While yesterday was beautiful and lovely it is not something I can repeat in the near future. I pushed myself too hard.
Which is sad because I planned to do it often once I got my hydration pack. Apparently, being that active can cause super flares and it wasn't even that active. We walked around at a casual pace for about 90 minutes at the gardens and then went out to eat, went to a book store briefly, and picked up a few groceries.
For that day, I spent 10 hours in agony peeing into a container by my bed every 2 minutes. Literally. Fire pee. Glass shards. Crying. Unable to sleep. It was hellish.
Today, I would be lying if I said I wasn't feeling sad and knocked down. My friend with IC told me to only walk a few blocks a day and see how I react before pushing it more but my neighborhood is a total ghetto and I can't afford to cab myself to places and can't handle bus trips in my condition. So basically, I need to remain mostly stranded in this room with these same 4 walls for the foreseeable future. The room I have been in for a year hundreds of miles from my friends. The room that drove me to such a level of insanity that I nearly succeeded in killing myself just a few months ago. Oh, or I can walk outside for a few blocks while creeps guys yell things at me and drug dealer looking people ride around on bikes, and people party and scream on their steps. Fun.
Don't worry I am not at risk of killing myself and am still sticking to my sobriety and IC diet. I still plan to fight this but today I have a heavy heart and today is filled with tears. So, take this all those people that tell me I am just not trying hard enough and that I am on the only person standing in my way of going outside. Here's what happens when I power through.
Please refrain from trying to give me medical advice on my very complex auto immune disease. I have a doctor. I have appointments set up for further diagnosis and treatment. It isn't a UTI. It doesn't have a simple cure and nobody but the people looking inside my bladder and pelvic floor with a camera who have the ability to act on their findings can help me. I know people are just trying to help but because IC sounds a lot like a UTI I just get exhausted having to explain my situation to people offering unsolicited advice. I just wanted to vent. The solution to my problem is already in the works. I just have to be really, really patient.
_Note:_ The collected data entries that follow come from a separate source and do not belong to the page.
//! SEC1 `ECPrivateKey` as specified by
//! [RFC 5915](https://datatracker.ietf.org/doc/html/rfc5915).

mod error;
mod types;

pub use error::{Error, Result};
pub use types::{ECPrivateKey, Version};
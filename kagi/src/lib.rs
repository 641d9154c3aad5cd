//! # kagi
//!
//! Core traits for the kagi key-material decoding crates.
//!
//! This crate defines the `Decoder` trait that links every layer of the
//! pipeline. Each layer only knows how to turn its input type into the next
//! representation:
//!
//! ```text
//! &[u8] → Pem → Vec<u8> → Der → ASN1Object/Element → RSAPrivateKey | OneAsymmetricKey | ECPrivateKey
//! ```
//!
//! ## Type Safety
//!
//! `Decoder` is paired with the `DecodableFrom` marker trait, so only the
//! conversions a crate explicitly opts into are possible. An attempt to
//! decode a `Der` into something that was never declared decodable from it
//! is rejected at compile time.
//!
//! ## Example
//!
//! The concrete implementations live in the `kagi-pem`, `kagi-der`,
//! `kagi-asn1` and `kagi-pkcs` crates:
//!
//! ```ignore
//! use kagi::decoder::Decoder;
//! use kagi_der::Der;
//! use kagi_asn1::ASN1Object;
//!
//! let bytes = vec![0x30, 0x03, 0x02, 0x01, 0x00];
//! let der: Der = bytes.decode().unwrap();
//! let asn1: ASN1Object = der.decode().unwrap();
//! ```

#![forbid(unsafe_code)]

pub mod decoder;
use kagi_pem::Label;

/// What a caller expects to find in a blob.
///
/// Parsed leniently from the caller's label. The kind only sets which PEM
/// blocks are preferred. It never changes how a block is parsed.
#[derive(Debug, Clone, Copy, PartialEq, Eq)]
pub enum ElementKind {
    Certificate,
    PrivateKey,
    PublicKey,
    /// Any label we do not know. No block is preferred.
    Unrecognized,
}

impl ElementKind {
    /// PEM labels that satisfy this kind.
    pub fn candidate_labels(&self) -> &'static [Label] {
        match self {
            ElementKind::Certificate => &[Label::Certificate],
            ElementKind::PrivateKey => &[
                Label::RSAPrivateKey,
                Label::ECPrivateKey,
                Label::PrivateKey,
                Label::EncryptedPrivateKey,
            ],
            ElementKind::PublicKey => &[Label::PublicKey, Label::RSAPublicKey],
            ElementKind::Unrecognized => &[],
        }
    }

    pub fn matches(&self, label: Label) -> bool {
        self.candidate_labels().contains(&label)
    }
}

impl From<&str> for ElementKind {
    fn from(kind: &str) -> Self {
        match kind.trim().to_ascii_lowercase().as_str() {
            "cert" | "certificate" | "x509 certificate" => ElementKind::Certificate,
            "key" | "private key" | "privatekey" | "private-key" => ElementKind::PrivateKey,
            "public key" | "pubkey" => ElementKind::PublicKey,
            _ => ElementKind::Unrecognized,
        }
    }
}
//! # kagi-pkcs
//!
//! Private key structures carried inside PEM blocks.
//!
//! - [`pkcs1`]: RFC 8017 `RSAPrivateKey` (two-prime and multi-prime)
//! - [`pkcs8`]: RFC 5958 `OneAsymmetricKey` / `PrivateKeyInfo`
//! - [`sec1`]: RFC 5915 `ECPrivateKey`
//!
//! Each structure is decoded from an ASN.1 [`Element`](kagi_asn1::Element)
//! through the `Decoder` trait. [`PrivateKey`] folds the three encodings into
//! one closed enum over the supported algorithms.
//!
//! ```ignore
//! use kagi::decoder::Decoder;
//! use kagi_pkcs::{KeyEncoding, PrivateKey, PrivateKeyExt};
//!
//! let key = PrivateKey::from_element(&element, KeyEncoding::Pkcs8)?;
//! println!("{} ({} bits)", key.algorithm(), key.key_size());
//! ```

#![forbid(unsafe_code)]

pub mod algorithm;
pub mod error;
pub mod pkcs1;
pub mod pkcs8;
mod private_key;
pub mod sec1;
mod secret;

pub use algorithm::{AlgorithmIdentifier, AlgorithmParameters, NamedCurve};
pub use error::{Error, Result};
pub use private_key::{
    CurvePrivateKey, KeyAlgorithm, KeyEncoding, KeyInfo, PrivateKey, PrivateKeyExt,
};
pub use secret::SecretBytes;
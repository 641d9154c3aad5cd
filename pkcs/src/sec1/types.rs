use kagi::decoder::{DecodableFrom, Decoder};
use kagi_asn1::{BitString, Element};

use super::error::{Error, Result};
use crate::SecretBytes;
use crate::algorithm::NamedCurve;
use crate::private_key::{KeyAlgorithm, PrivateKeyExt};

/*
RFC 5915 - Elliptic Curve Private Key Structure

ECPrivateKey ::= SEQUENCE {
    version        INTEGER { ecPrivkeyVer1(1) } (ecPrivkeyVer1),
    privateKey     OCTET STRING,
    parameters [0] ECParameters {{ NamedCurve }} OPTIONAL,
    publicKey  [1] BIT STRING OPTIONAL
}
*/

/// SEC1 ECPrivateKey version
#[derive(Debug, Clone, Copy, PartialEq, Eq)]
pub enum Version {
    /// ecPrivkeyVer1 (value 1)
    V1 = 1,
}

impl TryFrom<i64> for Version {
    type Error = Error;

    fn try_from(value: i64) -> Result<Self> {
        match value {
            1 => Ok(Version::V1),
            _ => Err(Error::InvalidVersion(value)),
        }
    }
}

impl DecodableFrom<Element> for Version {}

impl Decoder<Element, Version> for Element {
    type Error = Error;

    fn decode(&self) -> Result<Version> {
        match self {
            Element::Integer(int) => {
                let value = int.to_i64().ok_or(Error::VersionOutOfRange)?;
                Version::try_from(value)
            }
            _ => Err(Error::ExpectedInteger("version")),
        }
    }
}

/// SEC1 EC private key.
///
/// `parameters` may be absent when the key travels inside a PKCS#8
/// envelope that names the curve. [`ECPrivateKey::with_curve`] fills it in.
#[derive(Debug, Clone, PartialEq, Eq)]
pub struct ECPrivateKey {
    pub version: Version,
    /// Private scalar, big-endian
    pub private_key: SecretBytes,
    pub parameters: Option<NamedCurve>,
    /// Uncompressed or compressed public point
    pub public_key: Option<BitString>,
}

impl ECPrivateKey {
    pub fn curve(&self) -> Option<NamedCurve> {
        self.parameters
    }

    /// Binds the key to the curve named by an enclosing envelope.
    pub fn with_curve(mut self, outer: NamedCurve) -> Result<Self> {
        match self.parameters {
            Some(inner) if inner != outer => {
                return Err(Error::CurveMismatch {
                    outer: outer.name(),
                    inner: inner.name(),
                });
            }
            _ => {}
        }
        check_scalar(self.private_key.as_bytes(), outer)?;
        self.parameters = Some(outer);
        Ok(self)
    }

    /// Returns the curve of a standalone key, which must name it.
    pub fn require_curve(&self) -> Result<NamedCurve> {
        self.parameters.ok_or(Error::MissingCurve)
    }
}

fn check_scalar(scalar: &[u8], curve: NamedCurve) -> Result<()> {
    if scalar.is_empty() {
        return Err(Error::EmptyPrivateKey);
    }
    if scalar.len() > curve.scalar_len() {
        return Err(Error::PrivateKeyTooLong {
            curve: curve.name(),
            len: scalar.len(),
            max: curve.scalar_len(),
        });
    }
    if scalar.iter().all(|b| *b == 0) {
        return Err(Error::ZeroPrivateKey);
    }
    Ok(())
}

fn named_curve(parameters: &Element) -> Result<NamedCurve> {
    match parameters {
        Element::ObjectIdentifier(oid) => {
            NamedCurve::from_oid(oid).ok_or_else(|| Error::UnsupportedCurve(oid.to_string()))
        }
        // specifiedCurve and implicitCurve
        _ => Err(Error::UnsupportedCurve(format!(
            "{} curve parameters",
            parameters.type_name()
        ))),
    }
}

impl DecodableFrom<Element> for ECPrivateKey {}

impl Decoder<Element, ECPrivateKey> for Element {
    type Error = Error;

    fn decode(&self) -> Result<ECPrivateKey> {
        let Element::Sequence(elements) = self else {
            return Err(Error::ExpectedSequence(self.type_name()));
        };

        let [version, private_key, rest @ ..] = elements.as_slice() else {
            return Err(Error::InvalidElementCount(elements.len()));
        };
        if rest.len() > 2 {
            return Err(Error::InvalidElementCount(elements.len()));
        }

        let version: Version = version.decode()?;
        let private_key = match private_key {
            Element::OctetString(octets) if octets.is_empty() => {
                return Err(Error::EmptyPrivateKey);
            }
            Element::OctetString(octets) => SecretBytes::from(octets.as_bytes()),
            other => return Err(Error::ExpectedOctetString(other.type_name())),
        };

        let mut parameters = None;
        let mut public_key = None;
        for element in rest {
            match element {
                Element::ContextSpecific {
                    slot: 0,
                    constructed: true,
                    element,
                } if parameters.is_none() && public_key.is_none() => {
                    parameters = Some(named_curve(element)?);
                }
                Element::ContextSpecific {
                    slot: 1,
                    constructed: true,
                    element,
                } if public_key.is_none() => match element.as_ref() {
                    Element::BitString(bits) => public_key = Some(bits.clone()),
                    other => return Err(Error::ExpectedBitString(other.type_name())),
                },
                other => return Err(Error::UnexpectedElement(other.type_name())),
            }
        }

        if let Some(curve) = parameters {
            check_scalar(private_key.as_bytes(), curve)?;
        }

        Ok(ECPrivateKey {
            version,
            private_key,
            parameters,
            public_key,
        })
    }
}

impl PrivateKeyExt for ECPrivateKey {
    fn key_size(&self) -> u32 {
        self.parameters
            .map_or((self.private_key.len() * 8) as u32, |curve| curve.bits())
    }

    fn algorithm(&self) -> KeyAlgorithm {
        KeyAlgorithm::Ec
    }

    fn public_key_bytes(&self) -> Option<&[u8]> {
        self.public_key.as_ref().map(|bits| bits.as_bytes())
    }
}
My scary doctor's appointment full of tests is in 3 weeks.
I am pretty terrified of this trip. I have to cab there and back alone. I have to arrive with a full bladder which feels impossible as I can't have a full bladder without being in agonizing pain and doubled over and if I hold it too long I would just pee myself so I don't know how to meet this requirement when I had to wait over an hour before being seen when arriving on time last visit.
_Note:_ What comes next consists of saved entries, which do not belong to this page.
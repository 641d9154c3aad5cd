use thiserror::Error;

#[derive(Debug, Error, PartialEq, Eq)]
pub enum Error {
    #[error("expected SEQUENCE, got {0}")]
    ExpectedSequence(&'static str),

    #[error("expected {expected} elements, got {actual}")]
    InvalidElementCount {
        expected: &'static str,
        actual: usize,
    },

    #[error("expected INTEGER for {field}")]
    ExpectedInteger { field: &'static str },

    #[error("{field} must be a positive INTEGER")]
    NonPositive { field: &'static str },

    #[error("invalid version: {0} (must be 0 for two-prime or 1 for multi-prime)")]
    InvalidVersion(i64),

    #[error("version out of range for i64")]
    VersionOutOfRange,

    #[error("multi-prime key without otherPrimeInfos")]
    MissingOtherPrimeInfos,

    #[error("otherPrimeInfos must be a non-empty SEQUENCE of OtherPrimeInfo")]
    InvalidOtherPrimeInfos,
}

pub type Result<T> = std::result::Result<T, Error>;
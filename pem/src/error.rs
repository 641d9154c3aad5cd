use base64::DecodeError;
use thiserror::Error;

/// Errors that can occur when parsing or decoding PEM data.
///
/// PEM parsing follows RFC 7468 and requires proper boundary markers,
/// valid base64 encoding, and matching labels.
#[derive(Debug, Error, PartialEq, Eq)]
pub enum Error {
    /// No `-----BEGIN <label>-----` line with a recognized label
    #[error("missing a pre encapsulation boundary")]
    MissingPreEncapsulationBoundary,

    /// A block was opened but its `-----END <label>-----` line never came
    #[error("missing a post encapsulation boundary")]
    MissingPostEncapsulationBoundary,

    /// No data found between boundary markers
    #[error("missing PEM data")]
    MissingData,

    /// The label in the boundary marker is not recognized
    #[error("invalid label: {0}")]
    InvalidLabel(String),

    /// The BEGIN and END labels do not match (e.g., BEGIN CERTIFICATE, END PRIVATE KEY)
    #[error("label doesn't match: BEGIN {begin}, END {end}")]
    LabelMissMatch { begin: String, end: String },

    /// Malformed boundary marker
    #[error("invalid encapsulation boundary")]
    InvalidEncapsulationBoundary,

    /// RFC 1421 headers must be followed by a blank line
    #[error("missing blank line after encapsulated headers")]
    MissingHeaderSeparator,

    /// Invalid final base64 line (the line containing padding characters)
    #[error("invalid base64finl")]
    InvalidBase64Finl,

    /// Failed to decode base64 data
    #[error("base64 decode: {0}")]
    Base64Decode(#[from] DecodeError),
}

pub type Result<T> = std::result::Result<T, Error>;
//! Error types for ASN.1 element parsing.

use std::num::ParseIntError;

use thiserror::Error;

/// Errors that can occur while turning DER TLVs into ASN.1 elements.
#[derive(Debug, Error)]
pub enum Error {
    // Boolean errors
    #[error("BOOLEAN: must be a single 0x00 or 0xff octet")]
    InvalidBoolean,

    // Null errors
    #[error("NULL: must have no content")]
    InvalidNull,

    // Integer errors
    #[error("INTEGER: no data")]
    IntegerNoData,
    #[error("INTEGER: not minimally encoded")]
    IntegerNotMinimal,
    #[error("parse int error: {0}")]
    ParseInt(#[from] ParseIntError),

    // ObjectIdentifier errors
    #[error("OBJECT IDENTIFIER: no data")]
    ObjectIdentifierNoData,
    #[error("OBJECT IDENTIFIER: incomplete encoding")]
    ObjectIdentifierIncompleteEncoding,
    #[error("OBJECT IDENTIFIER: arc is not minimally encoded")]
    ObjectIdentifierNotMinimal,
    #[error("OBJECT IDENTIFIER: arc does not fit in 64 bits")]
    ObjectIdentifierArcTooLarge,
    #[error("OBJECT IDENTIFIER: too few components (need at least 2)")]
    ObjectIdentifierTooFewComponents,

    // BitString errors
    #[error("BIT STRING: no data")]
    BitStringNoData,
    #[error("BIT STRING: unused bits {0} out of range (must be 0-7)")]
    BitStringUnusedBitsOutOfRange(u8),

    // String type errors
    #[error("UTF8String: invalid UTF-8")]
    Utf8StringInvalidUtf8,
    #[error("PrintableString: invalid encoding")]
    PrintableStringInvalidEncoding,
    #[error("IA5String: invalid encoding")]
    Ia5StringInvalidEncoding,

    // Structure errors
    #[error("{0}: primitive encoding is required")]
    ExpectedPrimitive(&'static str),
    #[error("{0}: constructed encoding is required")]
    ExpectedConstructed(&'static str),
    #[error("expected a single top-level element, found {0}")]
    ExpectedSingleElement(usize),
    #[error("invalid context-specific value: {slot}, {msg}")]
    InvalidContextSpecific { slot: u8, msg: &'static str },

    // DER errors
    #[error("invalid DER encoding: {0}")]
    FailedToDecodeDer(#[from] kagi_der::error::Error),
}

pub type Result<T> = std::result::Result<T, Error>;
Also, They will be putting something in my rectum which is covered in hemorrhoids and filling my bladder which is covered in tiny sores, scar tissue, and inflammation. I will have to pee in front of people. It's just...scary and I wish I was near all my friends so I could have some support.
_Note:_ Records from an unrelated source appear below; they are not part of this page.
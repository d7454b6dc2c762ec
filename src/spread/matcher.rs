//! Multi-leg spread matching
//!
//! Looks for pairs of flagged contracts on the same ticker that were likely
//! traded together as one vertical or calendar spread. This stage only
//! annotates: it never removes or reorders detections, so its false-positive
//! rate can be observed before anyone filters on it.

use super::types::{SpreadAnalysis, SpreadIndicator, SpreadType, MAX_SPREAD_CONFIDENCE};
use crate::chain::{Contract, OptionType};
use crate::decimal::count_ratio;
use crate::detect::Detection;
use crate::telemetry::{increment_labeled, CounterMetric};
use rust_decimal::Decimal;
use rust_decimal_macros::dec;
use serde::Deserialize;
use std::collections::{BTreeMap, HashMap};

/// Inclusive ratio band
#[derive(Debug, Clone, Copy, Deserialize)]
pub struct RatioBand {
    pub low: Decimal,
    pub high: Decimal,
}

impl RatioBand {
    pub const fn new(low: Decimal, high: Decimal) -> Self {
        Self { low, high }
    }

    pub fn contains(&self, value: Decimal) -> bool {
        value >= self.low && value <= self.high
    }
}

/// Spread matching weights and bounds
///
/// The constants are hand-tuned, not backtested.
#[derive(Debug, Clone, Deserialize)]
#[serde(default)]
pub struct SpreadConfig {
    /// Widest vertical considered, in strike dollars
    pub max_vertical_width: Decimal,
    pub calendar_min_days: i64,
    pub calendar_max_days: i64,

    pub volume_weight: Decimal,
    pub volume_tight: RatioBand,
    pub volume_loose: RatioBand,

    pub oi_weight: Decimal,
    pub oi_tight: RatioBand,
    pub oi_loose: RatioBand,

    pub strike_weight: Decimal,
    pub strike_tight: Decimal,
    pub strike_loose: Decimal,

    pub time_weight: Decimal,
    pub time_tight_secs: i64,
    pub time_loose_secs: i64,

    pub iv_weight: Decimal,
    pub iv_max_diff: Decimal,

    /// Indicators that must fire before a pair counts at all
    pub min_indicators: usize,
    pub confidence_cap: Decimal,
    pub likely_threshold: Decimal,
    pub possible_threshold: Decimal,
}

impl Default for SpreadConfig {
    fn default() -> Self {
        Self {
            max_vertical_width: dec!(50),
            calendar_min_days: 7,
            calendar_max_days: 90,

            volume_weight: dec!(0.40),
            volume_tight: RatioBand::new(dec!(0.80), dec!(1.25)),
            volume_loose: RatioBand::new(dec!(0.60), dec!(1.60)),

            oi_weight: dec!(0.30),
            oi_tight: RatioBand::new(dec!(0.70), dec!(1.40)),
            oi_loose: RatioBand::new(dec!(0.50), dec!(2.00)),

            strike_weight: dec!(0.15),
            strike_tight: dec!(10),
            strike_loose: dec!(25),

            time_weight: dec!(0.10),
            time_tight_secs: 5 * 60,
            time_loose_secs: 30 * 60,

            iv_weight: dec!(0.05),
            iv_max_diff: dec!(0.05),

            min_indicators: 3,
            confidence_cap: MAX_SPREAD_CONFIDENCE,
            likely_threshold: dec!(0.80),
            possible_threshold: dec!(0.60),
        }
    }
}

/// How two legs relate structurally
#[derive(Debug, Clone, Copy, PartialEq, Eq)]
enum LegRelation {
    Vertical,
    Calendar,
}

/// One indicator that cleared its floor
#[derive(Debug, Clone)]
struct IndicatorHit {
    indicator: SpreadIndicator,
    weight: Decimal,
    detail: String,
}

/// Scored candidate pairing
#[derive(Debug, Clone)]
struct PairScore<'a> {
    other: &'a Contract,
    relation: LegRelation,
    confidence: Decimal,
    hits: Vec<IndicatorHit>,
}

/// Finds and scores spread candidates among a ticker's detections
#[derive(Debug, Clone)]
pub struct SpreadMatcher {
    config: SpreadConfig,
}

impl SpreadMatcher {
    pub fn new(config: SpreadConfig) -> Self {
        Self { config }
    }

    pub fn with_defaults() -> Self {
        Self::new(SpreadConfig::default())
    }

    pub fn config(&self) -> &SpreadConfig {
        &self.config
    }

    /// Best spread analysis per flagged contract symbol
    pub fn analyze(&self, detections: &[Detection]) -> HashMap<String, SpreadAnalysis> {
        // One entry per contract; the first detection carries the contract snapshot
        let mut contracts: BTreeMap<&str, &Detection> = BTreeMap::new();
        for detection in detections {
            contracts.entry(detection.symbol()).or_insert(detection);
        }

        let mut analyses = HashMap::with_capacity(contracts.len());
        for (symbol, primary) in &contracts {
            let best = contracts
                .iter()
                .filter(|(other_symbol, _)| *other_symbol != symbol)
                .filter_map(|(_, other)| self.score_pair(primary, other))
                .max_by(|a, b| {
                    a.confidence
                        .cmp(&b.confidence)
                        .then_with(|| b.other.symbol.cmp(&a.other.symbol))
                });

            let analysis = match best {
                Some(pair) if pair.confidence >= self.config.possible_threshold => {
                    self.build_analysis(&primary.contract, &pair)
                }
                _ => SpreadAnalysis::none(),
            };
            analyses.insert(symbol.to_string(), analysis);
        }

        analyses
    }

    /// Attach each contract's analysis to all of its detections
    pub fn annotate(&self, detections: &mut [Detection]) {
        let analyses = self.analyze(detections);
        for analysis in analyses.values() {
            let tier = match analysis.spread_type {
                SpreadType::None => "none",
                SpreadType::PossibleSpread => "possible",
                _ => "likely",
            };
            increment_labeled(CounterMetric::SpreadAnnotations, tier, 1);
        }

        for detection in detections.iter_mut() {
            if let Some(analysis) = analyses.get(detection.symbol()) {
                detection.spread = Some(analysis.clone());
            }
        }
    }

    fn relation(&self, a: &Contract, b: &Contract) -> Option<LegRelation> {
        if !a.ticker.eq_ignore_ascii_case(&b.ticker) || a.option_type != b.option_type {
            return None;
        }

        if a.expiry == b.expiry {
            let width = (a.strike - b.strike).abs();
            if width > Decimal::ZERO && width <= self.config.max_vertical_width {
                return Some(LegRelation::Vertical);
            }
            return None;
        }

        if a.strike == b.strike {
            let gap = (a.expiry - b.expiry).num_days().abs();
            if gap >= self.config.calendar_min_days && gap <= self.config.calendar_max_days {
                return Some(LegRelation::Calendar);
            }
        }

        None
    }

    fn score_pair<'a>(&self, primary: &Detection, other: &'a Detection) -> Option<PairScore<'a>> {
        let a = &primary.contract;
        let b = &other.contract;
        let relation = self.relation(a, b)?;

        let mut hits = Vec::new();
        let half = dec!(0.5);

        if let Some(volume_ratio) = count_ratio(a.volume, b.volume) {
            let weight = if self.config.volume_tight.contains(volume_ratio) {
                Some((self.config.volume_weight, "tight"))
            } else if self.config.volume_loose.contains(volume_ratio) {
                Some((self.config.volume_weight * half, "loose"))
            } else {
                None
            };
            if let Some((weight, strength)) = weight {
                hits.push(IndicatorHit {
                    indicator: SpreadIndicator::VolumeRatio,
                    weight,
                    detail: format!("volume ratio {} ({})", volume_ratio.round_dp(2), strength),
                });
            }
        }

        if let Some(oi_ratio) = count_ratio(a.open_interest, b.open_interest) {
            let weight = if self.config.oi_tight.contains(oi_ratio) {
                Some((self.config.oi_weight, "tight"))
            } else if self.config.oi_loose.contains(oi_ratio) {
                Some((self.config.oi_weight * half, "loose"))
            } else {
                None
            };
            if let Some((weight, strength)) = weight {
                hits.push(IndicatorHit {
                    indicator: SpreadIndicator::OpenInterestRatio,
                    weight,
                    detail: format!("OI ratio {} ({})", oi_ratio.round_dp(2), strength),
                });
            }
        }

        let width = (a.strike - b.strike).abs();
        let strike_weight = if width <= self.config.strike_tight {
            Some(self.config.strike_weight)
        } else if width <= self.config.strike_loose {
            Some(self.config.strike_weight * half)
        } else {
            None
        };
        if let Some(weight) = strike_weight {
            hits.push(IndicatorHit {
                indicator: SpreadIndicator::StrikeDistance,
                weight,
                detail: format!("strike width ${}", width.normalize()),
            });
        }

        let gap_secs = (primary.timestamp - other.timestamp).num_seconds().abs();
        let time_weight = if gap_secs < self.config.time_tight_secs {
            Some(self.config.time_weight)
        } else if gap_secs < self.config.time_loose_secs {
            Some(self.config.time_weight * half)
        } else {
            None
        };
        if let Some(weight) = time_weight {
            hits.push(IndicatorHit {
                indicator: SpreadIndicator::TimeProximity,
                weight,
                detail: format!("detected {}s apart", gap_secs),
            });
        }

        if let (Some(iv_a), Some(iv_b)) = (a.implied_volatility, b.implied_volatility) {
            let diff = (iv_a - iv_b).abs();
            if diff < self.config.iv_max_diff {
                hits.push(IndicatorHit {
                    indicator: SpreadIndicator::ImpliedVolatility,
                    weight: self.config.iv_weight,
                    detail: format!("IV within {}", diff.round_dp(3)),
                });
            }
        }

        if hits.len() < self.config.min_indicators {
            tracing::debug!(
                symbol = %a.symbol,
                other = %b.symbol,
                indicators = hits.len(),
                "Spread candidate rejected: too few indicators"
            );
            return None;
        }

        let total: Decimal = hits.iter().map(|h| h.weight).sum();
        let confidence =
            SpreadAnalysis::bounded_confidence(total.min(self.config.confidence_cap));

        Some(PairScore {
            other: b,
            relation,
            confidence,
            hits,
        })
    }

    fn build_analysis(&self, primary: &Contract, pair: &PairScore<'_>) -> SpreadAnalysis {
        let is_likely = pair.confidence >= self.config.likely_threshold;
        let spread_type = match (is_likely, pair.relation, primary.option_type) {
            (false, _, _) => SpreadType::PossibleSpread,
            (true, LegRelation::Vertical, OptionType::Call) => SpreadType::VerticalCall,
            (true, LegRelation::Vertical, OptionType::Put) => SpreadType::VerticalPut,
            (true, LegRelation::Calendar, _) => SpreadType::Calendar,
        };

        let shared_volume = Decimal::from(primary.volume.min(pair.other.volume));
        let net_premium = (primary.last_price - pair.other.last_price) * shared_volume * dec!(100);
        let relation_label = match pair.relation {
            LegRelation::Vertical => "vertical",
            LegRelation::Calendar => "calendar",
        };
        let details: Vec<&str> = pair.hits.iter().map(|h| h.detail.as_str()).collect();
        let reasoning = format!(
            "{} {} candidate with {} (confidence {}): {}",
            if is_likely { "likely" } else { "possible" },
            relation_label,
            pair.other.symbol,
            pair.confidence.round_dp(2),
            details.join(", ")
        );

        tracing::debug!(
            symbol = %primary.symbol,
            other = %pair.other.symbol,
            confidence = %pair.confidence,
            spread_type = %spread_type,
            "Spread candidate matched"
        );

        SpreadAnalysis {
            is_likely_spread: is_likely,
            confidence: pair.confidence,
            spread_type,
            matched_contract_symbols: vec![pair.other.symbol.clone()],
            strike_width: Some((primary.strike - pair.other.strike).abs()),
            estimated_net_premium: Some(net_premium),
            reasoning,
            indicators: pair.hits.iter().map(|h| h.indicator).collect(),
        }
    }
}

impl Default for SpreadMatcher {
    fn default() -> Self {
        Self::with_defaults()
    }
}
That being said, I am so grateful to be having the appointment and while I don't look forward to the tests themselves I look forward to the answers and being able to start treatment.
This is all so hard. I still have to somehow try to pay my rent and eat with all this and no ability to work and no SSi or disability. I plan to fight for SSi once I get diagnosed but it'd take a year or more to get and involve a lot more appointments, tests, and stress. In the immediate, I am scared. I am suffocating in bills and debt. I am unable to feed myself. This is so hard and scary and I don't know how I am supposed to do it with all the physical and mental diseases I am battling.
I won't give up though. I won't and I won't drink to cope like I did in the past. I might cry a lot but I won't give up and I will walk as far as I can and I will keep meditating and I will fight.